どうにか良い方向に向けられないかということで始まったのが、「WAJI活」です。地域の魅力を再発見し、探究する過程や成功体験を通して自己変容を促したいと考えていました。グループ探究や個人探究も試しましたし、テーマも自由に設定してみるなど試行錯誤を続けました。
そうして2020年から3年間取り組む中で、見えてきたことがいくつかあったのです。1つは、探究は教員ではなく生徒中心で動くので、活動のコアになる生徒をいかに育てるかがキーになりそうだということ。もう1つはベテランか若手かにかかわらず、生徒の探究を支える教員の育成が重要だということです。
本校はこれまで学年主体で動くことが多かったので、生徒が学年を超えて学び合い、1年生から2年生へ、2年生から3年生へと継続的な研究につなげられるかが、「WAJI活」がうまくいくポイントになるのではないかと考えていました。
――2023年度の取り組みを通じ、これだと思う手応えは得られたのでしょうか。
1学年の最初の半年で取り組む「不自由研究」は、生徒にも教員にもメリットが大きい活動でした。大学のゼミのように学年の教員10人がテーマや課題をあらかじめ設定し、生徒が選んで探究をするというものです。テーマ設定は各教員にお任せしました。「ゆるキャラの地域活性効果の検証」といったものから、釣りや筋トレ、アニメなどといったものまで、多種多様です。テーマ設定が生徒ではなく教員に任されているので、「不自由研究」と名づけました。
最初から生徒に課題設定をさせると、どうしても時間がかかってしまい、実際の活動時間が短くなってしまうことが往々にしてあります。それならば、先に探究サイクルを生徒に経験させた方がいいと思ったのがきっかけです。教員の中にも、「探究の経験がない」「探究は苦手」などと言う人がいましたが、「自分が設定したテーマに集まってきてくれた生徒たちならば」と、自分事として捉えてくれました。
探究では、1年の早い段階で探究のスキルを知り、面白さに気付いてもらうことが大事です。そのため、生徒たちはIターンしてきた起業家に輪島の魅力を聞くなどの刺激を受けながら、グループで探究に取り組みます。
――探究の「面白さ」に気付くことが大事なのですね。
そのためには、先ほどお話したように「コアになる生徒」を育てることが大事です。本校の平野敏校長は、生徒が関わりを持てる外部のプロジェクトやイベントの情報を集めて、生徒たちに投げ掛けてくれています。意欲のある生徒は、1年次からそういった活動に積極的に参加します。成長して帰って来た姿が、他の生徒に与える影響も大きいものがあります。
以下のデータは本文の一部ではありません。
//! The risk engine façade
//!
//! `RiskEngine` owns the registry, the bilateral ledger, the configuration,
//! and the audit stream, and exposes the public operation surface. Every
//! mutating operation validates its preconditions in full before touching
//! any state, so a failed call commits nothing. Exposure-affecting
//! operations then run the limit enforcer on each affected counterparty
//! after the mutation has committed; enforcement is layered on top and is
//! never rolled back (a call can succeed and still deactivate its subject).
//!
//! `&mut self` receivers give the serial, one-call-at-a-time discipline:
//! an operation runs to completion before the next begins. Concurrent
//! callers go through [`crate::service::EngineService`].

use crate::audit::AuditLog;
use crate::auth::AuthContext;
use crate::config::EngineConfig;
use crate::enforcer;
use crate::ledger::TransactionLedger;
use crate::metrics;
use crate::registry::CounterpartyRegistry;
use crate::transfer::ValueMover;
use riskdesk_core::{
    AuditEvent, AuditRecord, Counterparty, CounterpartySummary, Direction, Error, PartyId,
    Position, Result, TransactionRecord,
};

#[derive(Debug, Default)]
pub struct RiskEngine {
    config: EngineConfig,
    registry: CounterpartyRegistry,
    ledger: TransactionLedger,
    audit: AuditLog,
}
//! Bilateral transaction ledger
//!
//! Global append-only log of directed transfers plus a signed-exposure
//! matrix keyed by (sender, receiver). Matrix entries are independent per
//! direction and are never netted against each other.

use riskdesk_core::{PartyId, TransactionRecord};
use std::collections::HashMap;

#[derive(Debug, Default)]
pub struct TransactionLedger {
    log: Vec<TransactionRecord>,
    matrix: HashMap<(PartyId, PartyId), i64>,
}

impl TransactionLedger {
    pub fn new() -> Self {
        Self::default()
    }

    /// Fold a directed transfer into the matrix and append it to the global
    /// log
    pub fn record(&mut self, sender: PartyId, receiver: PartyId, value: i64) {
        *self
            .matrix
            .entry((sender.clone(), receiver.clone()))
            .or_insert(0) += value;
        self.log.push(TransactionRecord {
            sender,
            receiver,
            value,
            timestamp: chrono::Utc::now(),
        });
    }

    /// The global transaction log, in recording order
    pub fn log(&self) -> &[TransactionRecord] {
        &self.log
    }

    /// Running signed sum of all recorded transfers from `sender` to
    /// `receiver`
    pub fn bilateral(&self, sender: &PartyId, receiver: &PartyId) -> i64 {
        self.matrix
            .get(&(sender.clone(), receiver.clone()))
            .copied()
            .unwrap_or(0)
    }

    /// Log entries where the given party is sender or receiver
    ///
    /// The iterator borrows only from the ledger, not from `id`.
    pub fn for_party<'a>(
        &'a self,
        id: &PartyId,
    ) -> impl Iterator<Item = &'a TransactionRecord> + 'a {
        let id = id.clone();
        self.log
            .iter()
            .filter(move |t| t.sender == id || t.receiver == id)
    }

    pub fn len(&self) -> usize {
        self.log.len()
    }

    pub fn is_empty(&self) -> bool {
        self.log.is_empty()
    }
}
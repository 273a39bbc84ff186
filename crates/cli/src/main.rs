//! Riskdesk operator console
//!
//! Line-oriented admin console over the risk engine. Commands run strictly
//! one at a time; after each successful mutation the new audit records,
//! ledger entries, and counterparty snapshots are flushed to SQLite.

use anyhow::Context;
use riskdesk_core::{Direction, PartyId};
use riskdesk_engine::{AuthContext, CashAccounts, EngineConfig, RiskEngine};
use riskdesk_persistence::sqlite;
use riskdesk_persistence::Database;
use std::path::PathBuf;
use tokio::io::{AsyncBufReadExt, BufReader};
use tracing_subscriber::{layer::SubscriberExt, util::SubscriberInitExt};

const HELP: &str = "\
commands:
  register <id> <credit_score> <exposure_limit> <collateral>
  deactivate <id>
  list
  pos <id> long|short <amount>
  deposit <id> <amount>
  withdraw <id> <amount>
  guarantee <id> <amount>
  ratio <pct>
  fund <id> <amount>            credit transferable cash for sends
  tx <sender> <receiver> <value>
  send <sender> <receiver> <amount>
  metrics <id>
  history [id]
  help
  quit";

struct Console {
    engine: RiskEngine,
    cash: CashAccounts,
    db: Database,
    /// Highest audit sequence number already persisted
    audit_cursor: u64,
    /// Number of ledger entries already persisted
    ledger_cursor: usize,
}

impl Console {
    /// Persist everything the last operation produced
    async fn flush(&mut self, touched: &[PartyId]) -> anyhow::Result<()> {
        for record in self.engine.audit_since(self.audit_cursor) {
            sqlite::append_audit(self.db.pool(), record).await?;
            self.audit_cursor = record.seq;
        }
        let history = self.engine.transaction_history();
        for record in &history[self.ledger_cursor..] {
            sqlite::append_ledger_entry(self.db.pool(), record).await?;
        }
        self.ledger_cursor = history.len();
        for id in touched {
            if let Ok(party) = self.engine.counterparty(id) {
                sqlite::upsert_counterparty(self.db.pool(), party).await?;
            }
        }
        Ok(())
    }

    async fn dispatch(&mut self, line: &str) -> anyhow::Result<bool> {
        let args: Vec<&str> = line.split_whitespace().collect();
        let auth = AuthContext::Admin;
        match args.as_slice() {
            [] => {}
            ["help"] => println!("{}", HELP),
            ["quit"] | ["exit"] => return Ok(false),
            ["register", id, score, limit, collateral] => {
                let id = PartyId::from(*id);
                self.engine.register(
                    &auth,
                    id.clone(),
                    score.parse().context("credit score")?,
                    limit.parse().context("exposure limit")?,
                    collateral.parse().context("collateral")?,
                )?;
                self.flush(&[id.clone()]).await?;
                println!("registered {}", id);
            }
            ["deactivate", id] => {
                let id = PartyId::from(*id);
                self.engine.deactivate(&auth, &id)?;
                self.flush(&[id.clone()]).await?;
                println!("deactivated {}", id);
            }
            ["list"] => {
                for summary in self.engine.list() {
                    println!(
                        "{}  limit={}  exposure={}",
                        summary.id, summary.exposure_limit, summary.current_exposure
                    );
                }
            }
            ["pos", id, direction, amount] => {
                let id = PartyId::from(*id);
                let direction: Direction = direction.parse()?;
                self.engine
                    .add_position(&auth, &id, amount.parse().context("amount")?, direction)?;
                self.flush(&[id.clone()]).await?;
                let party = self.engine.counterparty(&id)?;
                if let Some(position) = party.position_history.last() {
                    sqlite::insert_position(self.db.pool(), id.as_str(), position).await?;
                }
                println!(
                    "booked {} {}: exposure={} collateral={} active={}",
                    direction.as_str(),
                    id,
                    party.current_exposure,
                    party.collateral,
                    party.active
                );
            }
            ["deposit", id, amount] => {
                let id = PartyId::from(*id);
                self.engine
                    .deposit(&auth, &id, amount.parse().context("amount")?)?;
                self.flush(&[id.clone()]).await?;
                println!("collateral now {}", self.engine.counterparty(&id)?.collateral);
            }
            ["withdraw", id, amount] => {
                let id = PartyId::from(*id);
                self.engine
                    .withdraw(&auth, &id, amount.parse().context("amount")?)?;
                self.flush(&[id.clone()]).await?;
                println!("collateral now {}", self.engine.counterparty(&id)?.collateral);
            }
            ["guarantee", id, amount] => {
                let id = PartyId::from(*id);
                self.engine
                    .update_guarantee(&auth, &id, amount.parse().context("amount")?)?;
                self.flush(&[id.clone()]).await?;
                println!("guarantee now {}", self.engine.counterparty(&id)?.guarantee);
            }
            ["ratio", pct] => {
                self.engine
                    .set_coverage_ratio(&auth, pct.parse().context("percentage")?)?;
                self.flush(&[]).await?;
                println!("coverage ratio now {}", self.engine.config().coverage_ratio_pct);
            }
            ["fund", id, amount] => {
                let id = PartyId::from(*id);
                self.cash.fund(id.clone(), amount.parse().context("amount")?);
                println!("cash balance for {} now {}", id, self.cash.balance(&id));
            }
            ["tx", sender, receiver, value] => {
                let sender = PartyId::from(*sender);
                let receiver = PartyId::from(*receiver);
                self.engine.record_transaction(
                    &auth,
                    &sender,
                    &receiver,
                    value.parse().context("value")?,
                )?;
                self.flush(&[sender.clone(), receiver.clone()]).await?;
                println!(
                    "recorded; {}->{} running sum {}",
                    sender,
                    receiver,
                    self.engine.bilateral_exposure(&sender, &receiver)
                );
            }
            ["send", sender, receiver, amount] => {
                let sender = PartyId::from(*sender);
                let receiver = PartyId::from(*receiver);
                self.engine.send_funds(
                    &auth,
                    &mut self.cash,
                    &sender,
                    &receiver,
                    amount.parse().context("amount")?,
                )?;
                self.flush(&[sender.clone(), receiver.clone()]).await?;
                println!(
                    "sent; cash {}={} {}={}",
                    sender,
                    self.cash.balance(&sender),
                    receiver,
                    self.cash.balance(&receiver)
                );
            }
            ["metrics", id] => {
                let id = PartyId::from(*id);
                let party = self.engine.counterparty(&id)?;
                println!(
                    "exposure={} limit={} collateral={} guarantee={} penalties={} active={}",
                    party.current_exposure,
                    party.exposure_limit,
                    party.collateral,
                    party.guarantee,
                    party.penalties,
                    party.active
                );
                match self.engine.coverage_ratio(&id) {
                    Ok(ratio) => println!("coverage ratio: {}%", ratio),
                    Err(e) => println!("coverage ratio: {}", e),
                }
                println!("risk score: {}", self.engine.risk_score(&id)?);
                println!("guarantee ratio: {}%", self.engine.guarantee_ratio(&id)?);
                println!("net exposure: {}", self.engine.net_exposure(&id)?);
            }
            ["history"] => {
                for record in self.engine.transaction_history() {
                    println!(
                        "{}  {} -> {}  {}",
                        record.timestamp, record.sender, record.receiver, record.value
                    );
                }
            }
            ["history", id] => {
                let id = PartyId::from(*id);
                for record in self.engine.transactions_for(&id) {
                    println!(
                        "{}  {} -> {}  {}",
                        record.timestamp, record.sender, record.receiver, record.value
                    );
                }
            }
            _ => println!("unrecognized command; try 'help'"),
        }
        Ok(true)
    }
}

#[tokio::main]
async fn main() -> anyhow::Result<()> {
    // Initialize logging
    tracing_subscriber::registry()
        .with(
            tracing_subscriber::EnvFilter::try_from_default_env()
                .unwrap_or_else(|_| "riskdesk_cli=info,riskdesk_engine=info".into()),
        )
        .with(tracing_subscriber::fmt::layer())
        .init();

    tracing::info!("Starting riskdesk operator console");

    let db_path = std::env::var("RISKDESK_DB")
        .map(PathBuf::from)
        .unwrap_or_else(|_| PathBuf::from("riskdesk.db"));
    let db = Database::connect(&db_path)
        .await
        .context("opening database")?;
    tracing::info!(path = %db_path.display(), "database ready");

    let mut console = Console {
        engine: RiskEngine::new(EngineConfig::default()),
        cash: CashAccounts::new(),
        db,
        audit_cursor: 0,
        ledger_cursor: 0,
    };

    println!("riskdesk operator console; 'help' for commands");
    let mut lines = BufReader::new(tokio::io::stdin()).lines();
    while let Some(line) = lines.next_line().await? {
        match console.dispatch(&line).await {
            Ok(true) => {}
            Ok(false) => break,
            Err(e) => println!("error: {}", e),
        }
    }

    tracing::info!("console session ended");
    Ok(())
}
あるグループは1年次に、石川県教育委員会が主催する「企業と連携したアントレプレナーシップ教育推進事業」に参加し、翌年は「スマート白杖(はくじょう)のレンタル×輪島の街づくり」を2年次のグループ探究で提案していました。
「スマート白杖」とはカメラセンサーを搭載した白杖で、横断歩道や自転車などを検知して知らせてくれます。「これをレンタルできるようにしたらどうだろう」と考え、実際に「スマート白杖」を開発中の群馬県立高崎高校の生徒と情報交換を行い、県社会福祉協議会と連携して、実行に移そうとしていました。
また、輪島市の公共交通を考えるグループは、富山県の先行事例を研究し、輪島市内に自動運転ができる電動カートの導入を市長に提言しようとしていました。市が2021年度に立ち上げた「輪島市高校魅力化プロジェクト」の中に、「WAJI活」を支援してくれるスタッフが配置されていて、外部とのコーディネートも手助けしてくれていたのです。また、3年生はこれまでの探究の活動報告を行い、後輩への引き継ぎやサポートをしようとしていたところでした。
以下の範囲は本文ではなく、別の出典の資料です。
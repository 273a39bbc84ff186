//! Riskdesk Persistence - SQLite sinks for audit, ledger, and snapshots
//!
//! The engine's audit stream and transaction log are append-only; the
//! corresponding tables are insert-only and never updated or deleted.

pub mod sqlite;

pub use sqlite::connection::Database;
ところが、残念なことに今年1月以降は、震災でほとんどのプロジェクトが中止になってしまいました。生徒たちが市外へ避難したり、転学したりするケースもあり、「WAJI活」は「何もできなかった」と言っていいほど、とん挫しました。次の学年にテーマを引き継ぐのも難しい状態で、慌ただしく年度末が過ぎていきました。学校のサーバーも回線が遮断され、そもそも資料やデータなどが何もかも使えなくなっているような状況でした。
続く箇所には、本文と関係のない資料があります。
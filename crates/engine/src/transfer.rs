//! External value movement
//!
//! The engine treats actual value transfer as an opaque primitive behind
//! the `ValueMover` trait: move funds from sender to receiver, report
//! success or failure. `CashAccounts` is the in-process implementation
//! used by the operator console and the tests.

use riskdesk_core::{Error, PartyId, Result};
use std::collections::HashMap;

/// Opaque "send funds to recipient" primitive
pub trait ValueMover {
    /// Move `amount` from `sender` to `receiver`; an error means nothing
    /// moved
    fn transfer(&mut self, sender: &PartyId, receiver: &PartyId, amount: i64) -> Result<()>;
}

/// Simple in-process cash ledger keyed by party id
#[derive(Debug, Default)]
pub struct CashAccounts {
    balances: HashMap<PartyId, i64>,
}

impl CashAccounts {
    pub fn new() -> Self {
        Self::default()
    }

    /// Credit a party's transferable balance
    pub fn fund(&mut self, id: PartyId, amount: i64) {
        *self.balances.entry(id).or_insert(0) += amount;
    }

    pub fn balance(&self, id: &PartyId) -> i64 {
        self.balances.get(id).copied().unwrap_or(0)
    }
}

impl ValueMover for CashAccounts {
    fn transfer(&mut self, sender: &PartyId, receiver: &PartyId, amount: i64) -> Result<()> {
        let available = self.balance(sender);
        if available < amount {
            return Err(Error::Transfer(format!(
                "insufficient transferable balance for {}: required {}, available {}",
                sender, amount, available
            )));
        }
        *self.balances.entry(sender.clone()).or_insert(0) -= amount;
        *self.balances.entry(receiver.clone()).or_insert(0) += amount;
        Ok(())
    }
}

/// Mover that always fails; used to exercise external-failure paths in
/// tests
#[cfg(test)]
pub struct FailingMover;

#[cfg(test)]
impl ValueMover for FailingMover {
    fn transfer(&mut self, _sender: &PartyId, _receiver: &PartyId, _amount: i64) -> Result<()> {
        Err(Error::Transfer("external transfer rejected".into()))
    }
}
加えて、生徒たちが取り組もうとしていた活動の多くは、地元の輪島市が舞台でした。連携していた市内の企業も震災で大きな被害を受けました。廃業を余儀なくされた企業もあります。朝市通りの建物も場所も、全てが火災でなくなってしまいました。
【プロフィール】
寺田知絵(てらだ・ちえ) 石川県珠洲市出身。筑波大学を卒業後、石川県で地歴公民科の教員として採用される。2校目の輪島高校では探究「WAJI活」の担当として活躍中。昨年度は3年生の学年主任として、被災後も卒業アルバム制作に力を尽くすなど奮闘した。